▶ [Given information]:
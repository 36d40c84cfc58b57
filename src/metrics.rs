//! Operational counters and latency statistics for the prediction service.

use serde::Serialize;
use std::sync::atomic::{AtomicU64, Ordering};
use std::sync::{Arc, RwLock};
use std::time::{Duration, Instant};
use tracing::info;

/// Processing times kept for percentile calculation
const LATENCY_WINDOW: usize = 10_000;

/// Metrics collector for the prediction service
pub struct ServiceMetrics {
    /// Verdicts produced
    pub predictions: AtomicU64,
    /// Verdicts that asked for maintenance
    pub maintenance_required: AtomicU64,
    /// Readings rejected by validation
    pub rejected_readings: AtomicU64,
    /// Requests that failed inside the classifier
    pub inference_failures: AtomicU64,
    /// Verdicts that could not be written to the log
    pub log_failures: AtomicU64,
    /// Processing times (in microseconds)
    processing_times: RwLock<Vec<u64>>,
    /// Start time for rate calculation
    start_time: Instant,
}

impl ServiceMetrics {
    /// Create a new metrics collector
    pub fn new() -> Self {
        Self {
            predictions: AtomicU64::new(0),
            maintenance_required: AtomicU64::new(0),
            rejected_readings: AtomicU64::new(0),
            inference_failures: AtomicU64::new(0),
            log_failures: AtomicU64::new(0),
            processing_times: RwLock::new(Vec::with_capacity(1000)),
            start_time: Instant::now(),
        }
    }

    /// Record a produced verdict
    pub fn record_prediction(&self, processing_time: Duration, maintenance_required: bool) {
        self.predictions.fetch_add(1, Ordering::Relaxed);
        if maintenance_required {
            self.maintenance_required.fetch_add(1, Ordering::Relaxed);
        }

        if let Ok(mut times) = self.processing_times.write() {
            times.push(processing_time.as_micros() as u64);
            if times.len() > LATENCY_WINDOW {
                times.drain(0..LATENCY_WINDOW / 2);
            }
        }
    }

    pub fn record_rejection(&self) {
        self.rejected_readings.fetch_add(1, Ordering::Relaxed);
    }

    pub fn record_inference_failure(&self) {
        self.inference_failures.fetch_add(1, Ordering::Relaxed);
    }

    pub fn record_log_failure(&self) {
        self.log_failures.fetch_add(1, Ordering::Relaxed);
    }

    /// Get processing time statistics
    pub fn processing_stats(&self) -> ProcessingStats {
        let times = match self.processing_times.read() {
            Ok(times) => times,
            Err(poisoned) => poisoned.into_inner(),
        };
        if times.is_empty() {
            return ProcessingStats::default();
        }

        let mut sorted: Vec<u64> = times.clone();
        sorted.sort_unstable();

        let sum: u64 = sorted.iter().sum();
        let count = sorted.len();

        ProcessingStats {
            count: count as u64,
            mean_us: sum / count as u64,
            p50_us: sorted[count / 2],
            p95_us: sorted[(count as f64 * 0.95) as usize],
            p99_us: sorted[(count as f64 * 0.99) as usize],
            max_us: sorted[count - 1],
        }
    }

    /// Seconds since the collector was created
    pub fn uptime_secs(&self) -> f64 {
        self.start_time.elapsed().as_secs_f64()
    }

    /// Point-in-time copy of every counter
    pub fn snapshot(&self) -> MetricsSnapshot {
        MetricsSnapshot {
            uptime_secs: self.uptime_secs(),
            predictions: self.predictions.load(Ordering::Relaxed),
            maintenance_required: self.maintenance_required.load(Ordering::Relaxed),
            rejected_readings: self.rejected_readings.load(Ordering::Relaxed),
            inference_failures: self.inference_failures.load(Ordering::Relaxed),
            log_failures: self.log_failures.load(Ordering::Relaxed),
            processing: self.processing_stats(),
        }
    }

    /// Print summary statistics
    pub fn print_summary(&self) {
        let snapshot = self.snapshot();
        let required_rate = if snapshot.predictions > 0 {
            (snapshot.maintenance_required as f64 / snapshot.predictions as f64) * 100.0
        } else {
            0.0
        };
        let processing = &snapshot.processing;

        info!("╔══════════════════════════════════════════════════════════════╗");
        info!("║              MACHINEGUARD - PREDICTION SUMMARY               ║");
        info!("╠══════════════════════════════════════════════════════════════╣");
        info!(
            "║ Predictions:          {:>8}  │  Uptime: {:>10.0} s       ║",
            snapshot.predictions, snapshot.uptime_secs
        );
        info!(
            "║ Maintenance Required: {:>8}  │  Rate: {:>6.1}%              ║",
            snapshot.maintenance_required, required_rate
        );
        info!(
            "║ Rejected: {:>6}  Inference Failures: {:>6}  Log Failures: {:>6} ║",
            snapshot.rejected_readings, snapshot.inference_failures, snapshot.log_failures
        );
        info!("╠══════════════════════════════════════════════════════════════╣");
        info!(
            "║ Processing Time (μs): mean={:>5} p50={:>5} p95={:>5} p99={:>5} ║",
            processing.mean_us, processing.p50_us, processing.p95_us, processing.p99_us
        );
        info!("╚══════════════════════════════════════════════════════════════╝");
    }
}

impl Default for ServiceMetrics {
    fn default() -> Self {
        Self::new()
    }
}

/// Processing time statistics
#[derive(Debug, Default, Clone, Serialize)]
pub struct ProcessingStats {
    pub count: u64,
    pub mean_us: u64,
    pub p50_us: u64,
    pub p95_us: u64,
    pub p99_us: u64,
    pub max_us: u64,
}

/// Serializable view of [`ServiceMetrics`]
#[derive(Debug, Clone, Serialize)]
pub struct MetricsSnapshot {
    pub uptime_secs: f64,
    pub predictions: u64,
    pub maintenance_required: u64,
    pub rejected_readings: u64,
    pub inference_failures: u64,
    pub log_failures: u64,
    pub processing: ProcessingStats,
}

/// Periodic metrics reporter
pub struct MetricsReporter {
    metrics: Arc<ServiceMetrics>,
    interval_secs: u64,
}

impl MetricsReporter {
    pub fn new(metrics: Arc<ServiceMetrics>, interval_secs: u64) -> Self {
        Self {
            metrics,
            interval_secs,
        }
    }

    /// Start the periodic reporting task
    pub async fn start(self) {
        let mut interval = tokio::time::interval(Duration::from_secs(self.interval_secs));
        // First tick completes immediately
        interval.tick().await;
        loop {
            interval.tick().await;
            self.metrics.print_summary();
        }
    }
}
//! Reading Replay Tool
//!
//! Generates machine readings and runs them through the prediction service,
//! appending every verdict to the configured prediction log. Useful for
//! smoke-testing a freshly exported model.
//!
//! Usage: replay_readings [count] [stress_rate] [config_path]

use machine_guard::config::{AppConfig, DEFAULT_CONFIG_PATH};
use machine_guard::metrics::ServiceMetrics;
use machine_guard::{MachineReading, PredictionService};
use rand::Rng;
use std::sync::Arc;
use tracing::{info, warn};

/// Reading generator for replay runs
struct ReadingGenerator {
    rng: rand::rngs::ThreadRng,
}

impl ReadingGenerator {
    fn new() -> Self {
        Self {
            rng: rand::thread_rng(),
        }
    }

    /// A machine running comfortably inside its envelope
    fn generate_nominal(&mut self) -> MachineReading {
        let air = self.rng.gen_range(295.0..305.0);
        MachineReading::new(
            round1(air),
            round1(air + self.rng.gen_range(9.0..11.0)),
            self.rng.gen_range(1300..1800),
            round1(self.rng.gen_range(25.0..50.0)),
            self.rng.gen_range(0..150),
            self.rng.gen_range(0..=2),
        )
    }

    /// Hot, overloaded or heavily worn: the kind of reading that precedes a failure
    fn generate_stressed(&mut self) -> MachineReading {
        let air = self.rng.gen_range(300.0..305.0);
        MachineReading::new(
            round1(air),
            round1(air + self.rng.gen_range(7.5..8.6)),
            self.rng.gen_range(1200..1380),
            round1(self.rng.gen_range(55.0..77.0)),
            self.rng.gen_range(190..250),
            self.rng.gen_range(0..=1),
        )
    }
}

fn round1(value: f64) -> f64 {
    (value * 10.0).round() / 10.0
}

fn main() -> anyhow::Result<()> {
    tracing_subscriber::fmt()
        .with_env_filter(
            tracing_subscriber::EnvFilter::from_default_env()
                .add_directive("replay_readings=info".parse()?)
                .add_directive("machine_guard=warn".parse()?),
        )
        .init();

    info!("Starting Reading Replay");

    let args: Vec<String> = std::env::args().collect();
    let count: u64 = args.get(1).and_then(|s| s.parse().ok()).unwrap_or(20);
    let stress_rate: f64 = args
        .get(2)
        .and_then(|s| s.parse().ok())
        .unwrap_or(0.2_f64)
        .clamp(0.0, 1.0);
    let config_path = args.get(3).map(|s| s.as_str()).unwrap_or(DEFAULT_CONFIG_PATH);

    let config = AppConfig::load_from_path(config_path)?;
    info!(
        count = count,
        stress_rate = stress_rate,
        model = %config.model.path,
        log = %config.prediction_log.path,
        "Configuration loaded"
    );

    let service = match PredictionService::from_config(&config, Arc::new(ServiceMetrics::new())) {
        Ok(service) => service,
        Err(e) => {
            warn!(error = %format!("{:#}", e), "Model unavailable. Running in dry-run mode.");
            return run_dry_mode(count, stress_rate);
        }
    };

    let mut generator = ReadingGenerator::new();
    let mut rng = rand::thread_rng();
    let mut required = 0;
    let mut not_logged = 0;

    for i in 0..count {
        let reading = if rng.gen_bool(stress_rate) {
            generator.generate_stressed()
        } else {
            generator.generate_nominal()
        };

        let outcome = service.predict_and_log(&reading)?;
        if outcome.verdict.is_required() {
            required += 1;
        }
        if outcome.serial_no().is_none() {
            not_logged += 1;
        }

        if (i + 1) % 10 == 0 {
            info!(
                "Replayed {}/{} readings ({} maintenance required)",
                i + 1,
                count,
                required
            );
        }
    }

    info!(
        "Completed! Replayed {} readings ({} maintenance required, {} not logged)",
        count, required, not_logged
    );
    service.metrics().print_summary();

    Ok(())
}

fn run_dry_mode(count: u64, stress_rate: f64) -> anyhow::Result<()> {
    info!("Running in dry-run mode (no model, nothing logged)");

    let mut generator = ReadingGenerator::new();
    let mut rng = rand::thread_rng();

    for i in 0..count {
        let reading = if rng.gen_bool(stress_rate) {
            generator.generate_stressed()
        } else {
            generator.generate_nominal()
        };

        if let Err(e) = reading.validate() {
            warn!(error = %e, "Generated reading is out of domain");
        }

        if (i + 1) % 10 == 0 || i == 0 {
            info!("Sample reading {}:\n{}", i + 1, serde_json::to_string_pretty(&reading)?);
        }
    }

    Ok(())
}
//! Maintenance verdicts and the records persisted to the prediction log

use crate::error::InferenceError;
use crate::types::reading::MachineReading;
use serde::{Deserialize, Serialize};
use std::fmt;

/// Maintenance verdict derived from the classifier's binary label
#[derive(Debug, Clone, Copy, PartialEq, Eq, Serialize, Deserialize)]
pub enum Verdict {
    #[serde(rename = "Required")]
    Required,
    #[serde(rename = "Not Required")]
    NotRequired,
}

impl Verdict {
    /// Map a class label to a verdict: 1 needs maintenance, 0 does not
    pub fn from_label(label: i64) -> Result<Self, InferenceError> {
        match label {
            1 => Ok(Verdict::Required),
            0 => Ok(Verdict::NotRequired),
            other => Err(InferenceError::UnexpectedLabel(other)),
        }
    }

    /// Text written to the `Prediction` column of the log
    pub fn as_str(self) -> &'static str {
        match self {
            Verdict::Required => "Required",
            Verdict::NotRequired => "Not Required",
        }
    }

    pub fn is_required(self) -> bool {
        matches!(self, Verdict::Required)
    }

    /// Message shown to the operator
    pub fn message(self) -> &'static str {
        match self {
            Verdict::Required => "Maintenance Required",
            Verdict::NotRequired => "Maintenance Not Required",
        }
    }
}

impl fmt::Display for Verdict {
    fn fmt(&self, f: &mut fmt::Formatter<'_>) -> fmt::Result {
        f.write_str(self.as_str())
    }
}

/// One row of the prediction log.
///
/// Field order and names define the CSV header.
#[derive(Debug, Clone, PartialEq, Serialize, Deserialize)]
pub struct PredictionRecord {
    #[serde(rename = "Serial No.")]
    pub serial_no: u64,
    #[serde(rename = "AirTemp")]
    pub air_temperature_k: f64,
    #[serde(rename = "ProcessTemp")]
    pub process_temperature_k: f64,
    #[serde(rename = "RotSpeed")]
    pub rotational_speed_rpm: i64,
    #[serde(rename = "Torque")]
    pub torque_nm: f64,
    #[serde(rename = "ToolWear")]
    pub tool_wear_min: i64,
    #[serde(rename = "ProductQuality")]
    pub product_quality: i64,
    #[serde(rename = "Prediction")]
    pub prediction: Verdict,
}

impl PredictionRecord {
    /// Build the log row for a reading and its verdict
    pub fn new(serial_no: u64, reading: &MachineReading, prediction: Verdict) -> Self {
        Self {
            serial_no,
            air_temperature_k: reading.air_temperature_k,
            process_temperature_k: reading.process_temperature_k,
            rotational_speed_rpm: reading.rotational_speed_rpm,
            torque_nm: reading.torque_nm,
            tool_wear_min: reading.tool_wear_min,
            product_quality: reading.product_quality,
            prediction,
        }
    }

    /// The reading this row was produced from
    pub fn reading(&self) -> MachineReading {
        MachineReading::new(
            self.air_temperature_k,
            self.process_temperature_k,
            self.rotational_speed_rpm,
            self.torque_nm,
            self.tool_wear_min,
            self.product_quality,
        )
    }
}
//! Feature extraction for the maintenance classifier.
//!
//! The classifier was trained on the raw readings in a fixed column order;
//! no scaling or engineered features are applied here.

use crate::types::reading::MachineReading;

/// Number of model input features
pub const FEATURE_COUNT: usize = 6;

/// One model input row
pub type FeatureVector = [f32; FEATURE_COUNT];

/// Feature extractor that turns readings into model input rows.
///
/// Column order must match the order the classifier was trained on.
pub struct FeatureExtractor;

impl FeatureExtractor {
    /// Create a new feature extractor.
    pub fn new() -> Self {
        Self
    }

    /// Extract the feature row for a reading.
    ///
    /// Order: air temperature, process temperature, rotational speed,
    /// torque, tool wear, product quality.
    pub fn extract(&self, reading: &MachineReading) -> FeatureVector {
        [
            reading.air_temperature_k as f32,
            reading.process_temperature_k as f32,
            reading.rotational_speed_rpm as f32,
            reading.torque_nm as f32,
            reading.tool_wear_min as f32,
            reading.product_quality as f32,
        ]
    }

    /// Get the number of features produced.
    pub fn feature_count(&self) -> usize {
        FEATURE_COUNT
    }

    /// Get feature names, matching the prediction log columns.
    pub fn feature_names(&self) -> [&'static str; FEATURE_COUNT] {
        [
            "AirTemp",
            "ProcessTemp",
            "RotSpeed",
            "Torque",
            "ToolWear",
            "ProductQuality",
        ]
    }
}

impl Default for FeatureExtractor {
    fn default() -> Self {
        Self::new()
    }
}

#[cfg(test)]
mod tests {
    use super::*;

    #[test]
    fn test_feature_order() {
        let extractor = FeatureExtractor::new();
        let reading = MachineReading::new(300.0, 310.0, 1500, 40.0, 10, 1);

        let features = extractor.extract(&reading);

        assert_eq!(features, [300.0, 310.0, 1500.0, 40.0, 10.0, 1.0]);
    }

    #[test]
    fn test_feature_count() {
        let extractor = FeatureExtractor::new();
        assert_eq!(extractor.feature_count(), 6);
        assert_eq!(extractor.feature_names().len(), 6);
        assert_eq!(extractor.feature_names()[5], "ProductQuality");
    }
}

▶ [Task brief]: Note every line in the material with "impl" and copy it.

▶ [Answer space]:
impl ServiceMetrics {
impl Default for ServiceMetrics {
impl MetricsReporter {
impl ReadingGenerator {
impl Verdict {
impl fmt::Display for Verdict {
impl PredictionRecord {
impl FeatureExtractor {
impl Default for FeatureExtractor {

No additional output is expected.